WORK TASK - Please restate each entry that follows word for word.

EXERCISE INPUTS -

fn reported(entry: &TimeEntry, now: OffsetDateTime) -> TimeEntry {
    let mut entry = entry.clone();
    if let (true, Some(started)) = (entry.is_running, entry.timer_started_at) {
        entry.hours += (now - started).as_seconds_f64().max(0.0) / 3600.0;
    }
    entry
}

fn bank_running_segment(entry: &mut TimeEntry, now: OffsetDateTime) {
    if entry.is_running {
        entry.hours = reported(entry, now).hours;
        entry.is_running = false;
        entry.timer_started_at = None;
    }
}
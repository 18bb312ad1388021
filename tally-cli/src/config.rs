use anyhow::{Context, Result};
use serde::{Deserialize, Serialize};
use std::path::{Path, PathBuf};
use tally_core::config::{IdentitySettings, SyncSettings};

const APP_DIR: &str = "tally";

#[derive(Debug, Clone, PartialEq, Serialize, Deserialize)]
pub struct TallyConfig {
    /// Tracing filter used when RUST_LOG is unset, e.g. "info" or "tally_core=debug"
    #[serde(default = "default_log_level")]
    pub log_level: String,
    #[serde(default)]
    pub sync: SyncSettings,
    #[serde(default)]
    pub identity: IdentitySettings,
}

fn default_log_level() -> String {
    "warn".to_string()
}

impl Default for TallyConfig {
    fn default() -> Self {
        Self {
            log_level: default_log_level(),
            sync: SyncSettings::default(),
            identity: IdentitySettings::default(),
        }
    }
}

pub fn root_path() -> Result<PathBuf> {
    Ok(dirs::config_dir()
        .context("Cannot determine config directory")?
        .join(APP_DIR))
}

impl TallyConfig {
    pub fn config_path() -> Result<PathBuf> {
        Ok(root_path()?.join("config.toml"))
    }

    /// Local timer snapshot and cached identity.
    pub fn state_path() -> Result<PathBuf> {
        Ok(root_path()?.join("state.json"))
    }

    /// Text file mirroring the running timer, for status bars.
    pub fn status_path() -> Result<PathBuf> {
        Ok(root_path()?.join("status"))
    }

    /// Load config from the config file (if any), overridden by TALLY_* variables.
    pub fn load() -> Result<Self> {
        let path = Self::config_path()?;
        Self::build(&path, environment())
    }

    fn build(path: &Path, env: ::config::Environment) -> Result<Self> {
        let settings = ::config::Config::builder()
            .add_source(::config::File::from(path).required(false))
            .add_source(env)
            .build()
            .with_context(|| format!("Failed to read config at {}", path.display()))?;

        settings
            .try_deserialize::<Self>()
            .with_context(|| format!("Failed to parse config at {}", path.display()))
    }

    /// Write the default config unless a file already exists.
    pub fn ensure_default_file() -> Result<PathBuf> {
        let path = Self::config_path()?;
        if !path.exists() {
            Self::default().save_to(&path)?;
        }
        Ok(path)
    }

    fn save_to(&self, path: &Path) -> Result<()> {
        if let Some(parent) = path.parent() {
            std::fs::create_dir_all(parent)?;
        }
        let raw = toml::to_string_pretty(self)?;
        std::fs::write(path, raw)
            .with_context(|| format!("Failed to write config at {}", path.display()))?;
        Ok(())
    }
}

fn environment() -> ::config::Environment {
    ::config::Environment::with_prefix("TALLY")
        .prefix_separator("_")
        .separator("__")
        .try_parsing(true)
}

EXPECTED OUTPUT -
fn reported(entry: &TimeEntry, now: OffsetDateTime) -> TimeEntry {
    let mut entry = entry.clone();
    if let (true, Some(started)) = (entry.is_running, entry.timer_started_at) {
        entry.hours += (now - started).as_seconds_f64().max(0.0) / 3600.0;
    }
    entry
}

fn bank_running_segment(entry: &mut TimeEntry, now: OffsetDateTime) {
    if entry.is_running {
        entry.hours = reported(entry, now).hours;
        entry.is_running = false;
        entry.timer_started_at = None;
    }
}
repository 18bb312ad1388021
filename tally-cli/src/config.rs
use anyhow::{Context, Result};
use serde::{Deserialize, Serialize};
use std::path::{Path, PathBuf};
use tally_core::config::{IdentitySettings, SyncSettings};

const APP_DIR: &str = "tally";

#[derive(Debug, Clone, PartialEq, Serialize, Deserialize)]
pub struct TallyConfig {
    /// Tracing filter used when RUST_LOG is unset, e.g. "info" or "tally_core=debug"
    #[serde(default = "default_log_level")]
    pub log_level: String,
    #[serde(default)]
    pub sync: SyncSettings,
    #[serde(default)]
    pub identity: IdentitySettings,
}

fn default_log_level() -> String {
    "warn".to_string()
}

impl Default for TallyConfig {
    fn default() -> Self {
        Self {
            log_level: default_log_level(),
            sync: SyncSettings::default(),
            identity: IdentitySettings::default(),
        }
    }
}

pub fn root_path() -> Result<PathBuf> {
    Ok(dirs::config_dir()
        .context("Cannot determine config directory")?
        .join(APP_DIR))
}

impl TallyConfig {
    pub fn config_path() -> Result<PathBuf> {
        Ok(root_path()?.join("config.toml"))
    }

    /// Local timer snapshot and cached identity.
    pub fn state_path() -> Result<PathBuf> {
        Ok(root_path()?.join("state.json"))
    }

    /// Text file mirroring the running timer, for status bars.
    pub fn status_path() -> Result<PathBuf> {
        Ok(root_path()?.join("status"))
    }

    /// Load config from the config file (if any), overridden by TALLY_* variables.
    pub fn load() -> Result<Self> {
        let path = Self::config_path()?;
        Self::build(&path, environment())
    }

    fn build(path: &Path, env: ::config::Environment) -> Result<Self> {
        let settings = ::config::Config::builder()
            .add_source(::config::File::from(path).required(false))
            .add_source(env)
            .build()
            .with_context(|| format!("Failed to read config at {}", path.display()))?;

        settings
            .try_deserialize::<Self>()
            .with_context(|| format!("Failed to parse config at {}", path.display()))
    }

    /// Write the default config unless a file already exists.
    pub fn ensure_default_file() -> Result<PathBuf> {
        let path = Self::config_path()?;
        if !path.exists() {
            Self::default().save_to(&path)?;
        }
        Ok(path)
    }

    fn save_to(&self, path: &Path) -> Result<()> {
        if let Some(parent) = path.parent() {
            std::fs::create_dir_all(parent)?;
        }
        let raw = toml::to_string_pretty(self)?;
        std::fs::write(path, raw)
            .with_context(|| format!("Failed to write config at {}", path.display()))?;
        Ok(())
    }
}

fn environment() -> ::config::Environment {
    ::config::Environment::with_prefix("TALLY")
        .prefix_separator("_")
        .separator("__")
        .try_parsing(true)
}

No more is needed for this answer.